■ **Assignment**: If a line of the records contains the string "graph", copy it out.

[Stored data]

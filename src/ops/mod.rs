//! Operator types, parameters, kernels, and the operator resolver.
//!
//! The set of operator types is closed and known when a resolver is
//! constructed, so dispatch is a tagged lookup from [`OpType`] to a
//! [`Kernel`] (a shape-inference function plus an execute function) rather
//! than open-ended dynamic dispatch. The resolver is an explicitly
//! constructed, immutable value injected at graph build time; there is no
//! process-wide registry.

pub mod cpu;

use std::collections::HashMap;

use crate::error::{KernelError, ShapeError};
use crate::tensor::ElemType;

// ---------------------------------------------------------------------------
// OpType
// ---------------------------------------------------------------------------

/// Operator type. The wire format stores the raw code.
#[derive(Debug, Clone, Copy, PartialEq, Eq, Hash)]
#[repr(u32)]
pub enum OpType {
    Identity = 0,
    AddScalar = 1,
    Add = 2,
    Mul = 3,
    Relu = 4,
    MatMul = 5,
    Reshape = 6,
}

impl OpType {
    /// Decode a wire-format operator code.
    pub fn from_code(code: u32) -> Option<Self> {
        match code {
            0 => Some(Self::Identity),
            1 => Some(Self::AddScalar),
            2 => Some(Self::Add),
            3 => Some(Self::Mul),
            4 => Some(Self::Relu),
            5 => Some(Self::MatMul),
            6 => Some(Self::Reshape),
            _ => None,
        }
    }

    pub fn code(&self) -> u32 {
        *self as u32
    }

    /// Human-readable operator name for logs and errors.
    pub fn name(&self) -> &'static str {
        match self {
            Self::Identity => "identity",
            Self::AddScalar => "add_scalar",
            Self::Add => "add",
            Self::Mul => "mul",
            Self::Relu => "relu",
            Self::MatMul => "mat_mul",
            Self::Reshape => "reshape",
        }
    }
}

// ---------------------------------------------------------------------------
// OpParams
// ---------------------------------------------------------------------------

/// Typed operator parameters, decoded from the container's opaque blob at
/// graph build time.
#[derive(Debug, Clone, PartialEq)]
pub enum OpParams {
    None,
    /// Scalar addend for [`OpType::AddScalar`]: one little-endian f32.
    AddScalar { value: f32 },
    /// Target dims for [`OpType::Reshape`]: u32 rank + rank × u64 dims.
    Reshape { dims: Vec<usize> },
}

impl OpParams {
    /// Decode the parameter blob for the given operator type. The error
    /// string is wrapped into `BuildError::InvalidParams` by the builder.
    pub fn decode(op: OpType, blob: &[u8]) -> Result<Self, String> {
        match op {
            OpType::AddScalar => {
                if blob.len() != 4 {
                    return Err(format!(
                        "add_scalar expects a 4-byte f32 parameter, got {} bytes",
                        blob.len()
                    ));
                }
                let value = f32::from_le_bytes([blob[0], blob[1], blob[2], blob[3]]);
                Ok(Self::AddScalar { value })
            }
            OpType::Reshape => {
                if blob.len() < 4 {
                    return Err("reshape parameters truncated".to_string());
                }
                let rank = u32::from_le_bytes([blob[0], blob[1], blob[2], blob[3]]) as usize;
                if rank > 8 {
                    return Err(format!("reshape rank {} exceeds maximum 8", rank));
                }
                if blob.len() != 4 + rank * 8 {
                    return Err(format!(
                        "reshape expects {} bytes for rank {}, got {}",
                        4 + rank * 8,
                        rank,
                        blob.len()
                    ));
                }
                let mut dims = Vec::with_capacity(rank);
                for i in 0..rank {
                    let start = 4 + i * 8;
                    let dim = u64::from_le_bytes(blob[start..start + 8].try_into().unwrap());
                    dims.push(dim as usize);
                }
                Ok(Self::Reshape { dims })
            }
            _ => {
                if !blob.is_empty() {
                    return Err(format!(
                        "{} expects no parameters, got {} bytes",
                        op.name(),
                        blob.len()
                    ));
                }
                Ok(Self::None)
            }
        }
    }
}

// ---------------------------------------------------------------------------
// Buffer views
// ---------------------------------------------------------------------------

/// Read-only view of one tensor's buffer, handed to kernels.
pub struct TensorView<'a> {
    pub elem: ElemType,
    pub shape: &'a [usize],
    pub bytes: &'a [u8],
}

impl<'a> TensorView<'a> {
    /// Reinterpret the bytes as f32 elements.
    ///
    /// Buffers are element-aligned by construction: arena offsets are
    /// 64-byte aligned and constant data sits on the container's 32-byte
    /// data alignment.
    pub fn as_f32(&self) -> Result<&'a [f32], KernelError> {
        if self.elem != ElemType::F32 {
            return Err(KernelError::Unsupported(format!(
                "expected f32 tensor, got {}",
                self.elem
            )));
        }
        Ok(bytemuck::cast_slice(self.bytes))
    }
}

/// Mutable view of one tensor's buffer, handed to kernels as an output.
pub struct TensorViewMut<'a> {
    pub elem: ElemType,
    pub shape: &'a [usize],
    pub bytes: &'a mut [u8],
}

impl<'a> TensorViewMut<'a> {
    /// Reinterpret the bytes as mutable f32 elements.
    pub fn as_f32_mut(&mut self) -> Result<&mut [f32], KernelError> {
        if self.elem != ElemType::F32 {
            return Err(KernelError::Unsupported(format!(
                "expected f32 tensor, got {}",
                self.elem
            )));
        }
        Ok(bytemuck::cast_slice_mut(self.bytes))
    }
}

// ---------------------------------------------------------------------------
// Kernel and resolver
// ---------------------------------------------------------------------------

/// Execute function: consumes input views, fills output views.
pub type KernelFn =
    fn(&OpParams, &[TensorView<'_>], &mut [TensorViewMut<'_>]) -> Result<(), KernelError>;

/// Shape-inference function: maps input shapes to output shapes.
pub type ShapeFn = fn(&OpParams, &[&[usize]]) -> Result<Vec<Vec<usize>>, ShapeError>;

/// An executable kernel bound to one operator type.
#[derive(Clone, Copy)]
pub struct Kernel {
    pub name: &'static str,
    pub infer: ShapeFn,
    pub run: KernelFn,
}

impl std::fmt::Debug for Kernel {
    fn fmt(&self, f: &mut std::fmt::Formatter<'_>) -> std::fmt::Result {
        f.debug_struct("Kernel").field("name", &self.name).finish()
    }
}

/// Registry mapping operator types to kernels.
///
/// Populated once before any build and immutable afterwards. Pass
/// [`OpResolver::builtin`] for the full catalog, or start from
/// [`OpResolver::new`] and register a subset.
#[derive(Debug, Default)]
pub struct OpResolver {
    table: HashMap<OpType, Kernel>,
}

impl OpResolver {
    /// An empty resolver.
    pub fn new() -> Self {
        Self::default()
    }

    /// The full builtin kernel catalog.
    pub fn builtin() -> Self {
        let mut r = Self::new();
        for (op, kernel) in cpu::catalog() {
            r.register(op, kernel);
        }
        r
    }

    /// Register a kernel for an operator type, replacing any previous one.
    pub fn register(&mut self, op: OpType, kernel: Kernel) {
        self.table.insert(op, kernel);
    }

    /// Look up the kernel for an operator type.
    pub fn resolve(&self, op: OpType) -> Option<&Kernel> {
        self.table.get(&op)
    }

    pub fn len(&self) -> usize {
        self.table.len()
    }

    pub fn is_empty(&self) -> bool {
        self.table.is_empty()
    }
}

#[cfg(test)]
mod tests {
    use super::*;

    #[test]
    fn test_op_type_code_round_trip() {
        for code in 0..7 {
            let op = OpType::from_code(code).unwrap();
            assert_eq!(op.code(), code);
        }
        assert!(OpType::from_code(7).is_none());
        assert!(OpType::from_code(u32::MAX).is_none());
    }

    #[test]
    fn test_decode_add_scalar_params() {
        let blob = 1.5f32.to_le_bytes().to_vec();
        let params = OpParams::decode(OpType::AddScalar, &blob).unwrap();
        assert_eq!(params, OpParams::AddScalar { value: 1.5 });
    }

    #[test]
    fn test_decode_add_scalar_wrong_length() {
        let err = OpParams::decode(OpType::AddScalar, &[0u8; 3]).unwrap_err();
        assert!(err.contains("4-byte"));
    }

    #[test]
    fn test_decode_reshape_params() {
        let mut blob = Vec::new();
        blob.extend_from_slice(&2u32.to_le_bytes());
        blob.extend_from_slice(&3u64.to_le_bytes());
        blob.extend_from_slice(&4u64.to_le_bytes());
        let params = OpParams::decode(OpType::Reshape, &blob).unwrap();
        assert_eq!(params, OpParams::Reshape { dims: vec![3, 4] });
    }

    #[test]
    fn test_decode_reshape_truncated() {
        let mut blob = Vec::new();
        blob.extend_from_slice(&2u32.to_le_bytes());
        blob.extend_from_slice(&3u64.to_le_bytes());
        assert!(OpParams::decode(OpType::Reshape, &blob).is_err());
    }

    #[test]
    fn test_decode_paramless_op_rejects_blob() {
        assert_eq!(
            OpParams::decode(OpType::Add, &[]).unwrap(),
            OpParams::None
        );
        let err = OpParams::decode(OpType::Add, &[1, 2, 3]).unwrap_err();
        assert!(err.contains("no parameters"));
    }

    #[test]
    fn test_builtin_resolver_covers_catalog() {
        let resolver = OpResolver::builtin();
        for code in 0..7 {
            let op = OpType::from_code(code).unwrap();
            assert!(resolver.resolve(op).is_some(), "missing kernel for {:?}", op);
        }
        assert_eq!(resolver.len(), 7);
    }

    #[test]
    fn test_empty_resolver_resolves_nothing() {
        let resolver = OpResolver::new();
        assert!(resolver.is_empty());
        assert!(resolver.resolve(OpType::Add).is_none());
    }

    #[test]
    fn test_register_subset() {
        let mut resolver = OpResolver::new();
        let identity = *OpResolver::builtin().resolve(OpType::Identity).unwrap();
        resolver.register(OpType::Identity, identity);
        assert!(resolver.resolve(OpType::Identity).is_some());
        assert!(resolver.resolve(OpType::MatMul).is_none());
    }
}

■ **Answer box**:
//! constructed, immutable value injected at graph build time; there is no
/// graph build time.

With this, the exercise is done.